Are you an investor considering jumping into the residential real estate market again? You need to consider that the days of quick-and-easy financing are over. The tightened credit market can make securing a loan on investment properties challenging. But with some creativity and preparation, you can bring loans within your reach.
Prepare for financing: Financing your investment property can produce significantly better returns than paying all cash. Most investors, instead, choose to finance their investments with a cash down payment and a traditional conventional mortgage. Most traditional conventional mortgages require a minimum of 20% down but may extend higher to 25-30% for investment properties, depending on the lender. Conventional mortgages are the most common type of mortgage used by home buyers and generally provide the lowest interest rates.
Have additional funds and a strong credit score: Investors should check their credit score before attempting to obtain a loan. This will have the greatest impact on a loan’s terms. In addition to the loan-to-value ratio and the policies of the lender, you need reserves in the bank, savings, or investment account to pay all of your expenses for personal and investment-related, for at least six months have also become part of the lending equation.
Maybe a smaller bank will work better for you: If your down payment isn’t quite as big as it should be or if you have other extenuating circumstances, consider going to a neighborhood bank for financing rather than large financial institutions. Some banks and credit unions have the ability to lend from their own funds entirely, which makes them portfolio lenders. Because the money is their own, they can provide more flexible loan terms and qualifying standards.
Most lending institutions must adhere to a stringent set of rules and guidelines when it comes time to finance an investment. These strict rules can make conventional financing challenging to obtain for many, especially for real estate investors and other self-employed borrowers.

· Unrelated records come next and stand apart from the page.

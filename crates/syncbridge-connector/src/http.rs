//! Mapping store HTTP client (reqwest-based).
//!
//! Endpoints:
//! - `GET /mapping/{family}/{keyType}/{id}` → 200 mapping, 404 absent
//! - `POST /mapping/{family}` → 201, or 409 with `existing`/`duplicate`
//! - `PUT /mapping/{family}` → batch of child mapping changes

use async_trait::async_trait;
use reqwest::{Client, RequestBuilder, StatusCode};
use serde::Deserialize;
use tracing::{debug, warn};

use crate::config::ClientConfig;
use crate::error::{ConnectorError, ConnectorResult};
use crate::traits::MappingStoreClient;
use crate::types::{ChildMappingBatch, EntityMapping};

/// 409 response body. Some deployments nest the pair under `moreInfo`.
#[derive(Debug, Deserialize)]
#[serde(rename_all = "camelCase")]
struct ConflictBody {
    existing: Option<EntityMapping>,
    duplicate: Option<EntityMapping>,
    more_info: Option<ConflictPair>,
}

#[derive(Debug, Deserialize)]
struct ConflictPair {
    existing: EntityMapping,
    duplicate: EntityMapping,
}

impl ConflictBody {
    fn into_pair(self) -> Option<(EntityMapping, EntityMapping)> {
        match (self.existing, self.duplicate, self.more_info) {
            (Some(existing), Some(duplicate), _) => Some((existing, duplicate)),
            (_, _, Some(pair)) => Some((pair.existing, pair.duplicate)),
            _ => None,
        }
    }
}

/// HTTP implementation of [`MappingStoreClient`].
#[derive(Debug, Clone)]
pub struct HttpMappingStoreClient {
    base_url: String,
    http_client: Client,
    bearer_token: Option<String>,
}

impl HttpMappingStoreClient {
    /// Create a client from configuration.
    pub fn new(config: &ClientConfig) -> ConnectorResult<Self> {
        let http_client = Client::builder()
            .timeout(config.timeout)
            .user_agent("syncbridge-connector/0.1")
            .build()
            .map_err(|e| ConnectorError::ConfigInvalid {
                var: "http_client".to_string(),
                reason: format!("Failed to build HTTP client: {e}"),
            })?;

        let mut client = Self::with_http_client(config.base_url.clone(), http_client);
        client.bearer_token = config.bearer_token.clone();
        Ok(client)
    }

    /// Create a client with a pre-built `reqwest::Client` (for testing).
    #[must_use]
    pub fn with_http_client(base_url: String, http_client: Client) -> Self {
        let base_url = base_url.trim_end_matches('/').to_string();
        Self {
            base_url,
            http_client,
            bearer_token: None,
        }
    }

    /// Send `token` as a bearer credential on every request.
    #[must_use]
    pub fn with_bearer_token(mut self, token: impl Into<String>) -> Self {
        self.bearer_token = Some(token.into());
        self
    }

    /// Get the base URL.
    #[must_use]
    pub fn base_url(&self) -> &str {
        &self.base_url
    }

    fn authorize(&self, builder: RequestBuilder) -> RequestBuilder {
        match &self.bearer_token {
            Some(token) => builder.bearer_auth(token),
            None => builder,
        }
    }

    async fn error_from_response(&self, response: reqwest::Response) -> ConnectorError {
        let status = response.status();
        let url = response.url().path().to_string();
        let body = response
            .text()
            .await
            .unwrap_or_else(|_| "<no body>".to_string());
        let detail = if body.is_empty() {
            format!("HTTP {status}")
        } else {
            body
        };

        match status {
            StatusCode::NOT_FOUND => ConnectorError::not_found("mapping", url),
            StatusCode::REQUEST_TIMEOUT => ConnectorError::Timeout { message: detail },
            StatusCode::TOO_MANY_REQUESTS => {
                warn!(url = %url, "Mapping store rate limited");
                ConnectorError::server(status.as_u16(), detail)
            }
            s if s.is_server_error() => ConnectorError::server(s.as_u16(), detail),
            s => ConnectorError::Rejected {
                status: s.as_u16(),
                detail,
            },
        }
    }
}

#[async_trait]
impl MappingStoreClient for HttpMappingStoreClient {
    async fn find_mapping(
        &self,
        family: &str,
        key_type: &str,
        id: &str,
    ) -> ConnectorResult<Option<EntityMapping>> {
        let url = format!("{}/mapping/{}/{}/{}", self.base_url, family, key_type, id);
        debug!("Mapping GET {}", url);

        let response = self.authorize(self.http_client.get(&url)).send().await?;
        let status = response.status();

        if status == StatusCode::NOT_FOUND {
            return Ok(None);
        }
        if !status.is_success() {
            return Err(self.error_from_response(response).await);
        }

        let body = response.text().await?;
        let mapping = serde_json::from_str(&body)
            .map_err(|e| ConnectorError::Parse(format!("Failed to parse mapping: {e}")))?;
        Ok(Some(mapping))
    }

    async fn create_mapping(&self, family: &str, mapping: &EntityMapping) -> ConnectorResult<()> {
        let url = format!("{}/mapping/{}", self.base_url, family);
        debug!("Mapping POST {} ({})", url, mapping);

        let response = self
            .authorize(self.http_client.post(&url))
            .json(mapping)
            .send()
            .await?;
        let status = response.status();

        if status.is_success() {
            return Ok(());
        }

        if status == StatusCode::CONFLICT {
            let body = response.text().await?;
            return match serde_json::from_str::<ConflictBody>(&body)
                .ok()
                .and_then(ConflictBody::into_pair)
            {
                Some((existing, duplicate)) => {
                    Err(ConnectorError::mapping_conflict(existing, duplicate))
                }
                None => Err(ConnectorError::Rejected {
                    status: status.as_u16(),
                    detail: body,
                }),
            };
        }

        Err(self.error_from_response(response).await)
    }

    async fn update_child_mappings(
        &self,
        family: &str,
        batch: &ChildMappingBatch,
    ) -> ConnectorResult<()> {
        if batch.is_empty() {
            return Ok(());
        }

        let url = format!("{}/mapping/{}", self.base_url, family);
        debug!("Mapping PUT {} ({} changes)", url, batch.len());

        let response = self
            .authorize(self.http_client.put(&url))
            .json(batch)
            .send()
            .await?;

        if response.status().is_success() {
            Ok(())
        } else {
            Err(self.error_from_response(response).await)
        }
    }
}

The HomePath Mortgage was introduced by the government-owned mortgage giant Fannie Mae in an attempt to help turn their non-performing loans (properties they have foreclosed on) into profitable loans again. Like the FHA loan, the Home Path program allows for smaller down payments (currently as low as 10%) but unlike the FHA, no mortgage insurance is required, and the loan is available for investors and non-owner-occupied properties. The HomePath program also includes the ability to finance repairs into the purchase, like the 203K FHA loan, which is for owner-occupants only. The catch, however, is that these loans are only available on Bank Repos, which is owned by Fannie Mae.
Owner financing or other possibilities: For a seller whose home isn’t selling or when traditional lender guidelines are tightened, owner financing suddenly becomes very popular. Owner financing is definitely a viable option in buyer’s markets. If the property is free and clear, meaning the seller has a clear title without any loans, the seller might agree to carry all of the financing. In that instance, the buyer and seller agree upon an interest rate, monthly payment amount, and term of the loan, and the buyer pays the seller for the seller’s equity on an installment basis. Some variations of owner financing include land contracts, promissory notes, mortgages, and lease-purchase agreements.
A riskier source of funds could be securing a down payment or renovation money through home equity lines of credit, credit cards, or even from some life insurance policies. Research your investment thoroughly before turning to these options.
Hard Money and Private Money: Hard Money is financing that is obtained from private businesses or individuals to invest in real estate. Hard money can benefit short-term loans and situations, but many investors who have used hard money lenders have been placed in challenging situations when the short-term loan ran out. Use hard money with caution, making sure you have multiple exit strategies in place before taking out a hard money loan.
Private money is similar to hard money in many respects but is usually distinguishable due to the relationship between the lender and the borrower. With private money, typically, the lender is not a professional lender, but rather an individual or even a group looking to achieve higher returns on their cash. Private money usually has fewer fees or points, and the loan term length can be negotiated more easily to serve the best interest of both parties.
Home Equity Loans and Lines of Credit: Investors can choose to tap into the equity in their own primary residence to help finance the purchase of an investment property or properties. Investors can use a Home Equity Installment Loan (HEIL) or a Home Equity Line of Credit (HELOC) that allows them to tap into the equity in their primary residence.
But of course, you must first have equity in your home in order to obtain a home equity loan or line of credit. Banks will typically only lend up to a certain percentage of your home’s value, and this percentage will differ between lenders.
Selling with a Real Estate Agent: When you are ready to sell your investment, you will choose a real estate agent with whom you want to list your property, and then you will sign a “listing agreement.” This agreement gives them (the brokerage) the right to earn the commission (typically 6%) if they sell the home. You will decide what price the property should be listed for. The pricing is essential, as you do not want to list too high, adding months to your holding time or too low, and leaving money on the table. A real estate agent should be able to look at other similar properties and determine the best price to list.
Once priced right, your investment will be sold soon after, and you will be able to move on to more real estate opportunities and grow your portfolio.
When you sell a property that you own, chances are you will have significant taxes due. Several rules need to be followed, but if done correctly, you can re-use the money you would have paid for towards capital gains tax and can use it as part of your next property. Essentially, this is the government’s way of “partnering” with you on your investment deals. Many complicated things go into a 1031 exchange, so be sure to talk to a qualified tax specialist before making any decisions.